What with Sir Nicholas Serota's Dimbleby lecture pleading for public understanding of modern art, heated debates on the relative merits of dissected livestock and soiled bed linen on TV and in op-ed pages, and visitor numbers going through Lottery-remodelled roofs, it's a propitious time for Victoria Miro to be opening a new temple to modern art just a stone's throw from the cutting-edge ground-zero of Hoxton in east London.

Miro is one of the grandes dames of the BritArt scene, having opened her Cork Street gallery in 1985 and given the public its first sightings of the elephant dung-adorned paintings of Chris Ofili and the mutant mannequins of the Chapman Brothers; she's also showcased artists from further afield, including the priapic oils of New York-based Cecily Brown and the huge photoscapes of Germany's Andreas Gursky.

Her new space, in a Grade II listed former Victorian furniture factory, represents a quantum leap in terms of scale; a Tardis-like door opens into 10,000sq ft over two floors, a 10-fold increase on Cork Street. Architect Trevor Horne has retained some of the building's original features, including gnarled roof beams, skylights, and a rickety staircase (the latter should prove challenging on torrid opening nights). A scrubby wasteland at the rear - complete with stretch of the Regent's Canal - will be transformed by gallery artist Ian Hamilton Finlay. The gallery's debut show has an appropriately architectural bent; Thomas Demand's photographs of spookily pristine interiors, painstakingly constructed in miniature from paper and card, and including such personally and collectively charged sites as his old school staircase and the corridor leading to the apartment of serial killer Jeffrey Dahmer.

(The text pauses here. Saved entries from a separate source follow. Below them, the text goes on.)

#[tonic::async_trait]
impl RuntimeService for CriServer {
    #[instrument(level = Level::DEBUG, skip_all)]
    async fn version(
        &self,
        _grpc_request: Request<VersionRequest>,
    ) -> Result<Response<VersionResponse>, Status> {
        Ok(Response::new(VersionResponse {
            version: KUBE_API_VERSION.to_string(),
            runtime_name: RUNTIME_NAME.to_string(),
            runtime_version: env!("CARGO_PKG_VERSION").to_string(),
            runtime_api_version: RUNTIME_API_VERSION.to_string(),
        }))
    }

    #[allow(clippy::blocks_in_conditions)]
    #[instrument(
        err,
        ret(level = Level::DEBUG),
        level = Level::ERROR,
        skip_all,
        fields(request = ?grpc_request.get_ref())
    )]
    async fn run_pod_sandbox(
        &self,
        grpc_request: Request<RunPodSandboxRequest>,
    ) -> Result<Response<RunPodSandboxResponse>, Status> {
        self.inner_run_pod_sandbox(grpc_request.into_inner())
            .await
            .map(Response::new)
            .map_err(Into::into)
    }

    #[allow(clippy::blocks_in_conditions)]
    #[instrument(
        err,
        ret(level = Level::DEBUG),
        level = Level::ERROR,
        skip_all,
        fields(request = ?grpc_request.get_ref())
    )]
    async fn stop_pod_sandbox(
        &self,
        grpc_request: Request<StopPodSandboxRequest>,
    ) -> Result<Response<StopPodSandboxResponse>, Status> {
        self.inner_stop_pod_sandbox(grpc_request.into_inner())
            .await
            .map(Response::new)
            .map_err(Into::into)
    }

    #[allow(clippy::blocks_in_conditions)]
    #[instrument(
        err,
        ret(level = Level::DEBUG),
        level = Level::ERROR,
        skip_all,
        fields(request = ?grpc_request.get_ref())
    )]
    async fn remove_pod_sandbox(
        &self,
        grpc_request: Request<RemovePodSandboxRequest>,
    ) -> Result<Response<RemovePodSandboxResponse>, Status> {
        self.inner_remove_pod_sandbox(grpc_request.into_inner())
            .await
            .map(Response::new)
            .map_err(Into::into)
    }

    #[allow(clippy::blocks_in_conditions)]
    #[instrument(err, level = Level::DEBUG, skip_all, fields(request = ?grpc_request.get_ref()))]
    async fn pod_sandbox_status(
        &self,
        grpc_request: Request<PodSandboxStatusRequest>,
    ) -> Result<Response<PodSandboxStatusResponse>, Status> {
        self.inner_pod_sandbox_status(grpc_request.into_inner())
            .await
            .map(Response::new)
            .map_err(Into::into)
    }

    #[allow(clippy::blocks_in_conditions)]
    #[instrument(err, level = Level::TRACE, skip_all)]
    async fn list_pod_sandbox(
        &self,
        grpc_request: Request<ListPodSandboxRequest>,
    ) -> Result<Response<ListPodSandboxResponse>, Status> {
        self.inner_list_pod_sandbox(grpc_request.into_inner())
            .await
            .map(Response::new)
            .map_err(Into::into)
    }

    #[allow(clippy::blocks_in_conditions)]
    #[instrument(
        err,
        ret(level = Level::DEBUG),
        level = Level::ERROR,
        skip_all,
        fields(request = ?grpc_request.get_ref())
    )]
    async fn create_container(
        &self,
        grpc_request: Request<CreateContainerRequest>,
    ) -> Result<Response<CreateContainerResponse>, Status> {
        self.inner_create_container(grpc_request.into_inner())
            .await
            .map(Response::new)
            .map_err(Into::into)
    }

    #[allow(clippy::blocks_in_conditions)]
    #[instrument(
        err,
        ret(level = Level::DEBUG),
        level = Level::ERROR,
        skip_all,
        fields(request = ?grpc_request.get_ref())
    )]
    async fn start_container(
        &self,
        grpc_request: Request<StartContainerRequest>,
    ) -> Result<Response<StartContainerResponse>, Status> {
        self.inner_start_container(grpc_request.into_inner())
            .await
            .map(Response::new)
            .map_err(Into::into)
    }

    #[allow(clippy::blocks_in_conditions)]
    #[instrument(
        err,
        ret(level = Level::DEBUG),
        level = Level::ERROR,
        skip_all,
        fields(request = ?grpc_request.get_ref())
    )]
    async fn stop_container(
        &self,
        grpc_request: Request<StopContainerRequest>,
    ) -> Result<Response<StopContainerResponse>, Status> {
        self.inner_stop_container(grpc_request.into_inner())
            .await
            .map(Response::new)
            .map_err(Into::into)
    }

    #[allow(clippy::blocks_in_conditions)]
    #[instrument(
        err,
        ret(level = Level::DEBUG),
        level = Level::ERROR,
        skip_all,
        fields(request = ?grpc_request.get_ref())
    )]
    async fn remove_container(
        &self,
        grpc_request: Request<RemoveContainerRequest>,
    ) -> Result<Response<RemoveContainerResponse>, Status> {
        self.inner_remove_container(grpc_request.into_inner())
            .await
            .map(Response::new)
            .map_err(Into::into)
    }

    #[allow(clippy::blocks_in_conditions)]
    #[instrument(err, level = Level::TRACE, skip_all)]
    async fn list_containers(
        &self,
        grpc_request: Request<ListContainersRequest>,
    ) -> Result<Response<ListContainersResponse>, Status> {
        self.inner_list_containers(grpc_request.into_inner())
            .await
            .map(Response::new)
            .map_err(Into::into)
    }

    #[allow(clippy::blocks_in_conditions)]
    #[instrument(err, level = Level::DEBUG, skip_all, fields(request = ?grpc_request.get_ref()))]
    async fn container_status(
        &self,
        grpc_request: Request<ContainerStatusRequest>,
    ) -> Result<Response<ContainerStatusResponse>, Status> {
        self.inner_container_status(grpc_request.into_inner())
            .await
            .map(Response::new)
            .map_err(Into::into)
    }

    async fn update_runtime_config(
        &self,
        grpc_request: Request<UpdateRuntimeConfigRequest>,
    ) -> Result<Response<UpdateRuntimeConfigResponse>, Status> {
        let pod_cidr = grpc_request
            .into_inner()
            .runtime_config
            .and_then(|config| config.network_config)
            .map(|network| network.pod_cidr)
            .unwrap_or_default();
        event!(Level::INFO, %pod_cidr, "Kubelet updated runtime config");
        Ok(Response::new(UpdateRuntimeConfigResponse {}))
    }

    async fn status(
        &self,
        _grpc_request: Request<StatusRequest>,
    ) -> Result<Response<StatusResponse>, Status> {
        let condition = |kind: &str| RuntimeCondition {
            r#type: kind.to_string(),
            status: true,
            reason: String::new(),
            message: String::new(),
        };
        Ok(Response::new(StatusResponse {
            status: Some(RuntimeStatus {
                conditions: vec![condition("RuntimeReady"), condition("NetworkReady")],
            }),
            info: HashMap::new(),
        }))
    }
}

Gallery directors Glenn Scott Wright and Victoria Miro say the move wasn't prompted by spatial considerations alone: 'With galleries like Jay Jopling's White Cube already out here, there's a buzz to the area,' says Scott Wright. 'And with West End rents quadrupling, I'm sure more will follow.' But will visitors also make the trek? 'We held a group show before the building was renovated, and got 4,000 people on the opening day,' he says. 'We'd wait about six months to get that many in Cork Street.' And with forthcoming shows by Ofili, Gursky and Peter Doig, everything in her soon-to-be-landscaped garden looks rosy.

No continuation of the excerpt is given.